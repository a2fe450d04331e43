pub mod extensions;
pub mod params;

use std::fmt;
use std::str::FromStr;

use const_oid::ObjectIdentifier;
use der::asn1::{Any, BitString};
use der::{Decode, Encode};
use x509_cert::certificate::CertificateInner;
use x509_cert::spki::AlgorithmIdentifierOwned;

use crate::error::{PkiKitError, Result};
use crate::key::{KeyAlgorithm, KeyPair, PublicKey};
use crate::pem_utils::PemEncodable;
use crate::store::CertificateId;
use crate::tbs_certificate::CertificateTemplate;
use extensions::{AuthorityKeyIdentifier, ExtensionSet};
use params::{DistinguishedName, Serial, Validity};

/// Represents the supported signature algorithms for certificates and requests.
///
/// This enum provides a mapping to the corresponding OIDs for each algorithm.
#[derive(Debug, Clone, Copy, PartialEq, Eq, Hash)]
pub enum SignatureAlgorithm {
    /// SHA-256 with RSA encryption (PKCS#1 v1.5).
    Sha256WithRsa,
    /// SHA-384 with RSA encryption (PKCS#1 v1.5).
    Sha384WithRsa,
    /// SHA-512 with RSA encryption (PKCS#1 v1.5).
    Sha512WithRsa,
    /// ECDSA over P-256 with SHA-256.
    EcdsaWithSha256,
    /// ECDSA over P-384 with SHA-384.
    EcdsaWithSha384,
    /// Ed25519 (PureEdDSA).
    Ed25519,
}

const ALGORITHMS: [SignatureAlgorithm; 6] = [
    SignatureAlgorithm::Sha256WithRsa,
    SignatureAlgorithm::Sha384WithRsa,
    SignatureAlgorithm::Sha512WithRsa,
    SignatureAlgorithm::EcdsaWithSha256,
    SignatureAlgorithm::EcdsaWithSha384,
    SignatureAlgorithm::Ed25519,
];

impl SignatureAlgorithm {
    pub fn oid(&self) -> ObjectIdentifier {
        match self {
            SignatureAlgorithm::Sha256WithRsa => const_oid::db::rfc5912::SHA_256_WITH_RSA_ENCRYPTION,
            SignatureAlgorithm::Sha384WithRsa => const_oid::db::rfc5912::SHA_384_WITH_RSA_ENCRYPTION,
            SignatureAlgorithm::Sha512WithRsa => const_oid::db::rfc5912::SHA_512_WITH_RSA_ENCRYPTION,
            SignatureAlgorithm::EcdsaWithSha256 => const_oid::db::rfc5912::ECDSA_WITH_SHA_256,
            SignatureAlgorithm::EcdsaWithSha384 => const_oid::db::rfc5912::ECDSA_WITH_SHA_384,
            SignatureAlgorithm::Ed25519 => const_oid::db::rfc8410::ID_ED_25519,
        }
    }

    pub fn from_oid(oid: ObjectIdentifier) -> Result<Self> {
        ALGORITHMS
            .into_iter()
            .find(|alg| alg.oid() == oid)
            .ok_or_else(|| PkiKitError::UnsupportedAlgorithm(oid.to_string()))
    }

    /// The conventional name, e.g. `sha256WithRSAEncryption`.
    pub fn name(&self) -> &'static str {
        match self {
            SignatureAlgorithm::Sha256WithRsa => "sha256WithRSAEncryption",
            SignatureAlgorithm::Sha384WithRsa => "sha384WithRSAEncryption",
            SignatureAlgorithm::Sha512WithRsa => "sha512WithRSAEncryption",
            SignatureAlgorithm::EcdsaWithSha256 => "ecdsa-with-SHA256",
            SignatureAlgorithm::EcdsaWithSha384 => "ecdsa-with-SHA384",
            SignatureAlgorithm::Ed25519 => "Ed25519",
        }
    }

    /// The algorithm a key signs with when none is requested.
    pub fn default_for(key: &KeyPair) -> Self {
        match key.algorithm() {
            KeyAlgorithm::Rsa { .. } => SignatureAlgorithm::Sha256WithRsa,
            KeyAlgorithm::EcdsaP256 => SignatureAlgorithm::EcdsaWithSha256,
            KeyAlgorithm::EcdsaP384 => SignatureAlgorithm::EcdsaWithSha384,
            KeyAlgorithm::Ed25519 => SignatureAlgorithm::Ed25519,
        }
    }

    /// Whether a key of the given type can produce this signature.
    pub fn is_compatible_with(&self, key: KeyAlgorithm) -> bool {
        matches!(
            (self, key),
            (
                SignatureAlgorithm::Sha256WithRsa
                    | SignatureAlgorithm::Sha384WithRsa
                    | SignatureAlgorithm::Sha512WithRsa,
                KeyAlgorithm::Rsa { .. }
            ) | (SignatureAlgorithm::EcdsaWithSha256, KeyAlgorithm::EcdsaP256)
                | (SignatureAlgorithm::EcdsaWithSha384, KeyAlgorithm::EcdsaP384)
                | (SignatureAlgorithm::Ed25519, KeyAlgorithm::Ed25519)
        )
    }
}

impl fmt::Display for SignatureAlgorithm {
    fn fmt(&self, f: &mut fmt::Formatter<'_>) -> fmt::Result {
        f.write_str(self.name())
    }
}

impl FromStr for SignatureAlgorithm {
    type Err = PkiKitError;

    /// Accepts the conventional name (case-insensitive) or a dotted OID.
    fn from_str(s: &str) -> Result<Self> {
        if let Some(alg) = ALGORITHMS
            .into_iter()
            .find(|alg| alg.name().eq_ignore_ascii_case(s))
        {
            return Ok(alg);
        }
        match ObjectIdentifier::new(s) {
            Ok(oid) => Self::from_oid(oid),
            Err(_) => Err(PkiKitError::UnsupportedAlgorithm(s.to_string())),
        }
    }
}

impl From<SignatureAlgorithm> for AlgorithmIdentifierOwned {
    /// RSA identifiers carry an explicit NULL parameter, ECDSA and Ed25519 none.
    fn from(value: SignatureAlgorithm) -> Self {
        let parameters = match value {
            SignatureAlgorithm::Sha256WithRsa
            | SignatureAlgorithm::Sha384WithRsa
            | SignatureAlgorithm::Sha512WithRsa => Some(Any::null()),
            _ => None,
        };
        AlgorithmIdentifierOwned {
            oid: value.oid(),
            parameters,
        }
    }
}

/// A signed, immutable X.509 certificate.
///
/// Holds the template it was produced from next to the encoded certificate,
/// so the typed view and the signed bytes can never drift apart.
#[derive(Debug, Clone)]
pub struct SignedCertificate {
    template: CertificateTemplate,
    signature_algorithm: SignatureAlgorithm,
    signature: Vec<u8>,
    inner: CertificateInner,
    tbs_der: Vec<u8>,
    der: Vec<u8>,
}

impl SignedCertificate {
    /// Attaches a signature to a template.
    ///
    /// The signature is not checked here; see [`SignedCertificate::verify_signature`].
    pub fn from_parts(
        template: CertificateTemplate,
        signature_algorithm: SignatureAlgorithm,
        signature: Vec<u8>,
    ) -> Result<Self> {
        let tbs_certificate = template.to_tbs_certificate_inner(signature_algorithm)?;
        let inner = CertificateInner {
            tbs_certificate,
            signature_algorithm: signature_algorithm.into(),
            signature: BitString::from_bytes(&signature)?,
        };
        Self::from_inner(template, signature_algorithm, signature, inner)
    }

    fn from_inner(
        template: CertificateTemplate,
        signature_algorithm: SignatureAlgorithm,
        signature: Vec<u8>,
        inner: CertificateInner,
    ) -> Result<Self> {
        let tbs_der = inner.tbs_certificate.to_der()?;
        let der = inner.to_der()?;
        Ok(Self {
            template,
            signature_algorithm,
            signature,
            inner,
            tbs_der,
            der,
        })
    }

    pub fn template(&self) -> &CertificateTemplate {
        &self.template
    }

    pub fn subject(&self) -> &DistinguishedName {
        self.template.subject()
    }

    pub fn issuer(&self) -> &DistinguishedName {
        self.template.issuer()
    }

    pub fn serial(&self) -> &Serial {
        self.template.serial()
    }

    pub fn validity(&self) -> &Validity {
        self.template.validity()
    }

    pub fn public_key(&self) -> &PublicKey {
        self.template.public_key()
    }

    pub fn extensions(&self) -> &ExtensionSet {
        self.template.extensions()
    }

    pub fn signature_algorithm(&self) -> SignatureAlgorithm {
        self.signature_algorithm
    }

    pub fn signature(&self) -> &[u8] {
        &self.signature
    }

    /// The DER encoding of the to-be-signed part.
    pub fn tbs_der(&self) -> &[u8] {
        &self.tbs_der
    }

    /// The underlying `x509-cert` structure.
    pub fn as_x509(&self) -> &CertificateInner {
        &self.inner
    }

    /// The CA store key: issuer name and serial number.
    pub fn id(&self) -> CertificateId {
        CertificateId::new(self.issuer().clone(), self.serial().clone())
    }

    pub fn is_self_issued(&self) -> bool {
        self.template.is_self_issued()
    }

    pub fn is_ca(&self) -> bool {
        self.extensions()
            .basic_constraints()
            .is_some_and(|bc| bc.is_ca)
    }

    /// The explicit subject key identifier, if the certificate carries one.
    pub fn subject_key_id(&self) -> Option<&[u8]> {
        self.extensions()
            .subject_key_identifier()
            .and_then(|ski| ski.key_identifier.as_deref())
    }

    pub fn authority_key_identifier(&self) -> Option<&AuthorityKeyIdentifier> {
        self.extensions().authority_key_identifier()
    }

    pub fn authority_key_id(&self) -> Option<&[u8]> {
        self.authority_key_identifier()
            .and_then(|aki| aki.key_identifier.as_deref())
    }

    /// The subject key identifier, or the SHA-1 of the public key when absent.
    pub fn key_identifier(&self) -> Result<Vec<u8>> {
        match self.subject_key_id() {
            Some(id) => Ok(id.to_vec()),
            None => self.public_key().key_identifier(),
        }
    }

    /// Checks the signature against `issuer_key`.
    pub fn verify_signature(&self, issuer_key: &PublicKey) -> Result<()> {
        issuer_key.verify(self.signature_algorithm, &self.tbs_der, &self.signature)
    }

    /// Checks the signature against the certificate's own public key.
    pub fn verify_self_signed(&self) -> Result<()> {
        self.verify_signature(self.public_key())
    }
}

impl PartialEq for SignedCertificate {
    fn eq(&self, other: &Self) -> bool {
        self.der == other.der
    }
}

impl Eq for SignedCertificate {}

impl PemEncodable for SignedCertificate {
    const PEM_LABEL: &'static str = "CERTIFICATE";

    fn to_der(&self) -> Result<Vec<u8>> {
        Ok(self.der.clone())
    }

    fn from_der(der: &[u8]) -> Result<Self> {
        let inner = CertificateInner::from_der(der)?;
        let signature_algorithm = SignatureAlgorithm::from_oid(inner.signature_algorithm.oid)?;
        if inner.tbs_certificate.signature.oid != inner.signature_algorithm.oid {
            return Err(PkiKitError::DecodingError(
                "signature algorithm differs from the one in the signed part".to_string(),
            ));
        }
        let template = CertificateTemplate::from_tbs_certificate_inner(&inner.tbs_certificate)?;
        let signature = inner
            .signature
            .as_bytes()
            .ok_or_else(|| PkiKitError::DecodingError("signature has unused bits".to_string()))?
            .to_vec();
        Self::from_inner(template, signature_algorithm, signature, inner)
    }
}

#[cfg(test)]
mod tests {
    use super::*;
    use crate::cert::extensions::{BasicConstraints, Extension, KeyUsage, KeyUsages};
    use crate::signer::Signer;

    fn self_signed(key: &KeyPair) -> SignedCertificate {
        let subject = DistinguishedName::builder()
            .common_name("Unit Root".to_string())
            .build();
        let extensions = ExtensionSet::build([
            Extension::BasicConstraints(BasicConstraints {
                is_ca: true,
                max_path_length: None,
            }),
            Extension::KeyUsage(KeyUsage(KeyUsages::KeyCertSign | KeyUsages::CRLSign)),
        ])
        .unwrap();
        let template = CertificateTemplate::new(
            subject.clone(),
            subject,
            key.public_key(),
            Serial::from_u64(1),
            Validity::for_days(30),
            extensions,
        )
        .unwrap();
        Signer::default().sign_default(template, key).unwrap()
    }

    #[test]
    fn test_algorithm_names_and_oids() {
        for alg in ALGORITHMS {
            assert_eq!(SignatureAlgorithm::from_oid(alg.oid()).unwrap(), alg);
            assert_eq!(alg.name().parse::<SignatureAlgorithm>().unwrap(), alg);
        }
        assert_eq!(
            "1.2.840.113549.1.1.11".parse::<SignatureAlgorithm>().unwrap(),
            SignatureAlgorithm::Sha256WithRsa
        );
        assert!(matches!(
            "md5WithRSAEncryption".parse::<SignatureAlgorithm>(),
            Err(PkiKitError::UnsupportedAlgorithm(_))
        ));
        assert!(matches!(
            SignatureAlgorithm::from_oid(ObjectIdentifier::new_unwrap("1.2.840.113549.1.1.4")),
            Err(PkiKitError::UnsupportedAlgorithm(_))
        ));
    }

    #[test]
    fn test_rsa_identifier_has_null_parameters() {
        let id: AlgorithmIdentifierOwned = SignatureAlgorithm::Sha256WithRsa.into();
        assert_eq!(id.parameters, Some(Any::null()));
        let id: AlgorithmIdentifierOwned = SignatureAlgorithm::EcdsaWithSha256.into();
        assert_eq!(id.parameters, None);
    }

    #[test]
    fn test_self_signed_round_trip() {
        let key = KeyPair::generate_ecdsa_p256();
        let cert = self_signed(&key);
        cert.verify_self_signed().unwrap();
        assert!(cert.is_ca());
        assert!(cert.is_self_issued());

        let decoded = SignedCertificate::from_pem(&cert.to_pem().unwrap()).unwrap();
        assert_eq!(decoded, cert);
        assert_eq!(decoded.template(), cert.template());
        decoded.verify_self_signed().unwrap();
    }

    #[test]
    fn test_changed_field_breaks_signature() {
        let key = KeyPair::generate_ed25519();
        let cert = self_signed(&key);
        let original = cert.template();
        let tampered = CertificateTemplate::new(
            original.subject().clone(),
            original.issuer().clone(),
            original.public_key().clone(),
            Serial::from_u64(2),
            original.validity().clone(),
            original.extensions().clone(),
        )
        .unwrap();
        let forged = SignedCertificate::from_parts(
            tampered,
            cert.signature_algorithm(),
            cert.signature().to_vec(),
        )
        .unwrap();
        assert!(matches!(
            forged.verify_self_signed(),
            Err(PkiKitError::SignatureInvalid(_))
        ));
    }
}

──────

◆ EXERCISE
Please find the lines in the data that contain the word "KeyAlgorithm" and copy them.

◆ SOLVED EXERCISE
use crate::key::{KeyAlgorithm, KeyPair, PublicKey};
            KeyAlgorithm::Rsa { .. } => SignatureAlgorithm::Sha256WithRsa,
            KeyAlgorithm::EcdsaP256 => SignatureAlgorithm::EcdsaWithSha256,
            KeyAlgorithm::EcdsaP384 => SignatureAlgorithm::EcdsaWithSha384,
            KeyAlgorithm::Ed25519 => SignatureAlgorithm::Ed25519,
    pub fn is_compatible_with(&self, key: KeyAlgorithm) -> bool {
                KeyAlgorithm::Rsa { .. }
            ) | (SignatureAlgorithm::EcdsaWithSha256, KeyAlgorithm::EcdsaP256)
                | (SignatureAlgorithm::EcdsaWithSha384, KeyAlgorithm::EcdsaP384)
                | (SignatureAlgorithm::Ed25519, KeyAlgorithm::Ed25519)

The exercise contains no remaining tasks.